In the wake of the Roy Whiting and Kevin Chambers cases, there are moves to take dangerous sex offenders off the streets - and keep them locked up. Political Editor PAUL GEATER looks at what changes are being made to the law in a bid to reduce the danger of these offences happening again.

THE trial of Roy Whiting has drawn attention to two major issues which were also highlighted during the case of Ipswich rapist Kevin Chambers.

Both re-offended after being released from prison even though the authorities still considered them to be dangerous.

And both were convicted for crimes that bore a striking resemblance to earlier offences - even though the jury was not told about their previous convictions.

Chambers was sentenced to life imprisonment in early 2000 after being convicted of the subway rape of an Ipswich teenager in September 1999 - an attack that happened just hours after he was released from Wormwood Scrubs.

There have been some significant steps forward in the way the law deals with dangerous sex offenders since Whiting was jailed for the first time in 1995.
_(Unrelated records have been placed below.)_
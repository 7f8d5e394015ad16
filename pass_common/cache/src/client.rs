/*
 * Copyright (c) Huawei Technologies Co., Ltd. 2025. All rights reserved.
 * Wallet Pass Service is licensed under the Mulan PSL v2.
 * You can use this software according to the terms and conditions of the Mulan PSL v2.
 * You may obtain a copy of Mulan PSL v2 at:
 *     http://license.coscl.org.cn/MulanPSL2
 * THIS SOFTWARE IS PROVIDED ON AN "AS IS" BASIS, WITHOUT WARRANTIES OF ANY KIND, EITHER EXPRESS OR
 * IMPLIED, INCLUDING BUT NOT LIMITED TO NON-INFRINGEMENT, MERCHANTABILITY OR FIT FOR A PARTICULAR
 * PURPOSE.
 * See the Mulan PSL v2 for more details.
 */

use std::sync::Mutex;

use lazy_static::lazy_static;
use log::info;
use redis::Client;

use crate::error::RedisError;

/// Connection url of the shared client.
pub const REDIS_URL_ENV: &str = "REDIS_URL";

lazy_static! {
    static ref SHARED: Mutex<Option<RedisClient>> = Mutex::new(None);
}

/// Handle on a redis server. Cheap to clone; connections are opened per call.
#[derive(Clone, Debug)]
pub struct RedisClient {
    pub(crate) client: Client,
}

impl RedisClient {
    /// Parses `redis_url`; nothing is connected yet.
    pub fn open(redis_url: &str) -> Result<RedisClient, RedisError> {
        Ok(RedisClient { client: Client::open(redis_url)? })
    }

    pub fn get_instance() -> Result<RedisClient, RedisError> {
        let mut shared = SHARED.lock().map_err(|_| RedisError::OperationError("redis client lock poisoned".to_string()))?;
        if let Some(client) = shared.as_ref() {
            return Ok(client.clone());
        }
        let url = std::env::var(REDIS_URL_ENV)
            .map_err(|_| RedisError::OperationError(format!("{} is not set", REDIS_URL_ENV)))?;
        let client = Self::open(&url)?;
        info!("redis client created for {:?}", client.client.get_connection_info().addr);
        *shared = Some(client.clone());
        Ok(client)
    }
}

#[cfg(test)]
mod tests {
    use super::*;

    #[test]
    fn test_open_rejects_malformed_url() {
        assert!(matches!(RedisClient::open("not a url"), Err(RedisError::ConnectionError(_))));
        assert!(RedisClient::open("redis://127.0.0.1:6379/0").is_ok());
    }

    #[test]
    fn test_shared_client_is_reused() {
        std::env::set_var(REDIS_URL_ENV, "redis://127.0.0.1:6379/0");
        let first = RedisClient::get_instance().unwrap();
        std::env::set_var(REDIS_URL_ENV, "redis://10.0.0.1:6379/0");
        let second = RedisClient::get_instance().unwrap();
        assert_eq!(first.client.get_connection_info().addr, second.client.get_connection_info().addr);
    }
}
/*
 * Copyright (c) Huawei Technologies Co., Ltd. 2025. All rights reserved.
 * Wallet Pass Service is licensed under the Mulan PSL v2.
 * You can use this software according to the terms and conditions of the Mulan PSL v2.
 * You may obtain a copy of Mulan PSL v2 at:
 *     http://license.coscl.org.cn/MulanPSL2
 * THIS SOFTWARE IS PROVIDED ON AN "AS IS" BASIS, WITHOUT WARRANTIES OF ANY KIND, EITHER EXPRESS OR
 * IMPLIED, INCLUDING BUT NOT LIMITED TO NON-INFRINGEMENT, MERCHANTABILITY OR FIT FOR A PARTICULAR
 * PURPOSE.
 * See the Mulan PSL v2 for more details.
 */

use chrono::Utc;
use serde_json::{json, Map, Value};
use url::form_urlencoded::byte_serialize;
use uuid::Uuid;

use crate::error::ValidationError;
use crate::model::{
    text, CardProfile, FlowKind, ProviderAdapter, ProviderFlow, PullReference, PushPayload, DEFAULT_SUBTITLE,
    DEFAULT_TITLE,
};
use crate::policy::{background_color, font_color, secure_image_url};

const CARD_TYPE: &str = "generic";
const CARD_SUB_TYPE: &str = "others";
const LANGUAGE: &str = "en";
const SERIAL_TYPE_QR: &str = "QRCODE";

/// Visible attributes of a generic Samsung card
#[derive(Debug, Clone, PartialEq, Eq)]
pub struct SamsungCardFields {
    pub title: String,
    pub subtitle: String,
    /// Opened when the card is tapped; also encoded as the QR serial.
    pub app_link_data: String,
    pub description: Option<String>,
    pub bg_color: String,
    pub font_color: String,
    pub logo_image: Option<String>,
    pub bg_image: Option<String>,
    pub text_rows: Vec<String>,
}

impl SamsungCardFields {
    /// Minimal card: defaults for everything except the link.
    pub fn new(app_link_data: impl Into<String>, title: Option<&str>, subtitle: Option<&str>) -> Self {
        let bg_color = background_color(None);
        Self {
            title: non_blank(title).unwrap_or(DEFAULT_TITLE).to_string(),
            subtitle: non_blank(subtitle).unwrap_or(DEFAULT_SUBTITLE).to_string(),
            app_link_data: app_link_data.into(),
            description: None,
            font_color: font_color(&bg_color).to_string(),
            bg_color,
            logo_image: None,
            bg_image: None,
            text_rows: Vec::new(),
        }
    }

    pub fn with_description(mut self, description: Option<&str>) -> Self {
        self.description = non_blank(description).map(str::to_string);
        self
    }

    /// Full card from a profile. Images failing the url policy are left out.
    pub fn from_profile(profile: &CardProfile, app_link_data: &str) -> Self {
        let bg_color = background_color(profile.theme_color.as_deref());
        Self {
            title: profile.full_name().unwrap_or(DEFAULT_TITLE).to_string(),
            subtitle: profile.subtitle(),
            app_link_data: app_link_data.to_string(),
            description: text(&profile.company_name).map(str::to_string),
            font_color: font_color(&bg_color).to_string(),
            bg_color,
            logo_image: secure_image_url(profile.avatar_url.as_deref()),
            bg_image: secure_image_url(profile.banner_url.as_deref()),
            text_rows: profile.contact_rows().into_iter().map(|(_, _, value)| value.to_string()).collect(),
        }
    }

    fn attributes(&self) -> Map<String, Value> {
        let mut attributes = Map::new();
        attributes.insert("title".to_string(), json!(self.title));
        attributes.insert("subtitle".to_string(), json!(self.subtitle));
        attributes.insert("appLinkData".to_string(), json!(self.app_link_data));
        attributes.insert("bgColor".to_string(), json!(self.bg_color));
        attributes.insert("fontColor".to_string(), json!(self.font_color));
        if let Some(description) = &self.description {
            attributes.insert("description".to_string(), json!(description));
        }
        if let Some(logo) = &self.logo_image {
            attributes.insert("logoImage".to_string(), json!(logo));
        }
        if let Some(bg) = &self.bg_image {
            attributes.insert("bgImage".to_string(), json!(bg));
        }
        for (index, row) in self.text_rows.iter().enumerate() {
            attributes.insert(format!("text{}", index + 1), json!(row));
        }
        attributes.insert("serial1.value".to_string(), json!(self.app_link_data));
        attributes.insert("serial1.serialType".to_string(), json!(SERIAL_TYPE_QR));
        attributes
    }
}

fn non_blank(value: Option<&str>) -> Option<&str> {
    value.map(str::trim).filter(|v| !v.is_empty())
}

/// The `card` object shared by the push token and the pull fetch answer.
/// Timestamps are epoch milliseconds.
pub fn card_object(fields: &SamsungCardFields, ref_id: &str, created_at: i64, updated_at: i64) -> Value {
    json!({
        "type": CARD_TYPE,
        "subType": CARD_SUB_TYPE,
        "data": [{
            "refId": ref_id,
            "createdAt": created_at,
            "updatedAt": updated_at,
            "language": LANGUAGE,
            "attributes": fields.attributes(),
        }]
    })
}

/// Answer to a provider fetch, computed only from the stored snapshot.
pub fn fetch_payload(ref_id: &str, profile: &CardProfile, created_at: i64, updated_at: i64) -> Value {
    let fields = SamsungCardFields::from_profile(profile, profile.public_card_url().unwrap_or_default());
    json!({
        "refId": ref_id,
        "card": card_object(&fields, ref_id, created_at, updated_at),
    })
}

/// `{prefix}/{cert_id}/{card_id}#Clip?{key}={value}`
pub fn add_to_wallet_url(prefix: &str, cert_id: &str, card_id: &str, key: &str, value: &str) -> String {
    let encoded: String = byte_serialize(value.as_bytes()).collect();
    format!("{}/{}/{}#Clip?{}={}", prefix.trim_end_matches('/'), cert_id, card_id, key, encoded)
}

/// Push flow: the card travels inside the signed `cdata` token.
#[derive(Debug, Clone)]
pub struct SamsungPushAdapter {
    card_id: String,
}

impl SamsungPushAdapter {
    pub fn new(card_id: impl Into<String>) -> Self {
        Self { card_id: card_id.into() }
    }

    pub fn card_id(&self) -> &str {
        &self.card_id
    }

    /// Card object with a fresh reference id.
    pub fn build_card(&self, fields: &SamsungCardFields) -> Value {
        let now = Utc::now().timestamp_millis();
        card_object(fields, &Uuid::new_v4().to_string(), now, now)
    }
}

impl ProviderAdapter for SamsungPushAdapter {
    fn name(&self) -> &'static str {
        "samsung-push"
    }

    fn flow_kind(&self) -> FlowKind {
        FlowKind::Push
    }

    fn build(&self, profile: &CardProfile) -> Result<ProviderFlow, ValidationError> {
        let link = profile.require_public_card_url()?;
        let card = self.build_card(&SamsungCardFields::from_profile(profile, link));
        Ok(ProviderFlow::Push(PushPayload::Embedded { card }))
    }
}

/// Pull flow: the link carries only a reference the provider fetches later.
#[derive(Debug, Clone)]
pub struct SamsungPullAdapter {
    cert_id: String,
    card_id: String,
    add_url_prefix: String,
}

impl SamsungPullAdapter {
    pub fn new(cert_id: impl Into<String>, card_id: impl Into<String>, add_url_prefix: impl Into<String>) -> Self {
        Self { cert_id: cert_id.into(), card_id: card_id.into(), add_url_prefix: add_url_prefix.into() }
    }

    pub fn card_id(&self) -> &str {
        &self.card_id
    }
}

impl ProviderAdapter for SamsungPullAdapter {
    fn name(&self) -> &'static str {
        "samsung-pull"
    }

    fn flow_kind(&self) -> FlowKind {
        FlowKind::Pull
    }

    fn build(&self, profile: &CardProfile) -> Result<ProviderFlow, ValidationError> {
        profile.require_public_card_url()?;
        let ref_id = Uuid::new_v4().to_string();
        let add_url = add_to_wallet_url(&self.add_url_prefix, &self.cert_id, &self.card_id, "pdata", &ref_id);
        Ok(ProviderFlow::Pull(PullReference {
            card_id: self.card_id.clone(),
            ref_id,
            add_url,
            profile: profile.clone(),
        }))
    }
}
/*
 * Copyright (c) Huawei Technologies Co., Ltd. 2025. All rights reserved.
 * Wallet Pass Service is licensed under the Mulan PSL v2.
 * You can use this software according to the terms and conditions of the Mulan PSL v2.
 * You may obtain a copy of Mulan PSL v2 at:
 *     http://license.coscl.org.cn/MulanPSL2
 * THIS SOFTWARE IS PROVIDED ON AN "AS IS" BASIS, WITHOUT WARRANTIES OF ANY KIND, EITHER EXPRESS OR
 * IMPLIED, INCLUDING BUT NOT LIMITED TO NON-INFRINGEMENT, MERCHANTABILITY OR FIT FOR A PARTICULAR
 * PURPOSE.
 * See the Mulan PSL v2 for more details.
 */

pub mod jwt_error;
pub mod jwt_parser;
pub mod jws_signer;

pub use jwt_error::JwtError;
pub use jwt_parser::JwtParser;
pub use jws_signer::JwsSigner;
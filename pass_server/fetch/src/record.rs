/*
 * Copyright (c) Huawei Technologies Co., Ltd. 2025. All rights reserved.
 * Wallet Pass Service is licensed under the Mulan PSL v2.
 * You can use this software according to the terms and conditions of the Mulan PSL v2.
 * You may obtain a copy of Mulan PSL v2 at:
 *     http://license.coscl.org.cn/MulanPSL2
 * THIS SOFTWARE IS PROVIDED ON AN "AS IS" BASIS, WITHOUT WARRANTIES OF ANY KIND, EITHER EXPRESS OR
 * IMPLIED, INCLUDING BUT NOT LIMITED TO NON-INFRINGEMENT, MERCHANTABILITY OR FIT FOR A PARTICULAR
 * PURPOSE.
 * See the Mulan PSL v2 for more details.
 */

use chrono::Utc;
use provider::{CardProfile, PullReference};
use serde::{Deserialize, Serialize};

#[derive(Debug, Clone, Copy, PartialEq, Eq, PartialOrd, Ord, Serialize, Deserialize)]
#[serde(rename_all = "SCREAMING_SNAKE_CASE")]
pub enum PullState {
    Registered,
    Fetched,
    Acked,
}

/// Lifecycle of one pull reference. States only move forward.
#[derive(Debug, Clone, PartialEq, Serialize, Deserialize)]
#[serde(rename_all = "camelCase")]
pub struct PullRecord {
    pub card_id: String,
    pub ref_id: String,
    pub state: PullState,
    /// epoch milliseconds
    pub created_at: i64,
    pub last_event_time: Option<String>,
    pub last_event: Option<String>,
    pub profile: CardProfile,
}

impl PullRecord {
    pub fn registered(reference: &PullReference) -> Self {
        Self {
            card_id: reference.card_id.clone(),
            ref_id: reference.ref_id.clone(),
            state: PullState::Registered,
            created_at: Utc::now().timestamp_millis(),
            last_event_time: None,
            last_event: None,
            profile: reference.profile.clone(),
        }
    }

    pub fn key(&self) -> String {
        record_key(&self.card_id, &self.ref_id)
    }

    pub(crate) fn fetched(&self) -> Self {
        Self { state: PullState::Fetched, ..self.clone() }
    }

    pub(crate) fn acked(&self, event: &str) -> Self {
        Self {
            state: PullState::Acked,
            last_event_time: Some(Utc::now().to_rfc3339()),
            last_event: Some(event.to_string()),
            ..self.clone()
        }
    }
}

pub fn record_key(card_id: &str, ref_id: &str) -> String {
    format!("wallet:pull:{}:{}", card_id, ref_id)
}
For several years there have been suggestions that ministers are contemplating "indefinite' sentences for dangerous offenders such as predatory paedophiles - but firm proposals have yet to emerge.

The verdict prompted several influential organisations to renew calls for indefinite sentences, which would see paedophiles jailed for good, with occasional reviews by experts.

Such legislation would be highly controversial, and would face significant hurdles on human rights grounds.

In the meantime, the Government has set up the Dangerous Offenders Unit at the Home Office, which is given the names of all dangerous offenders who are released from jail.

It keeps tabs on them, in partnership with probation officers, to ensure that they are getting proper supervision and suitable accommodation.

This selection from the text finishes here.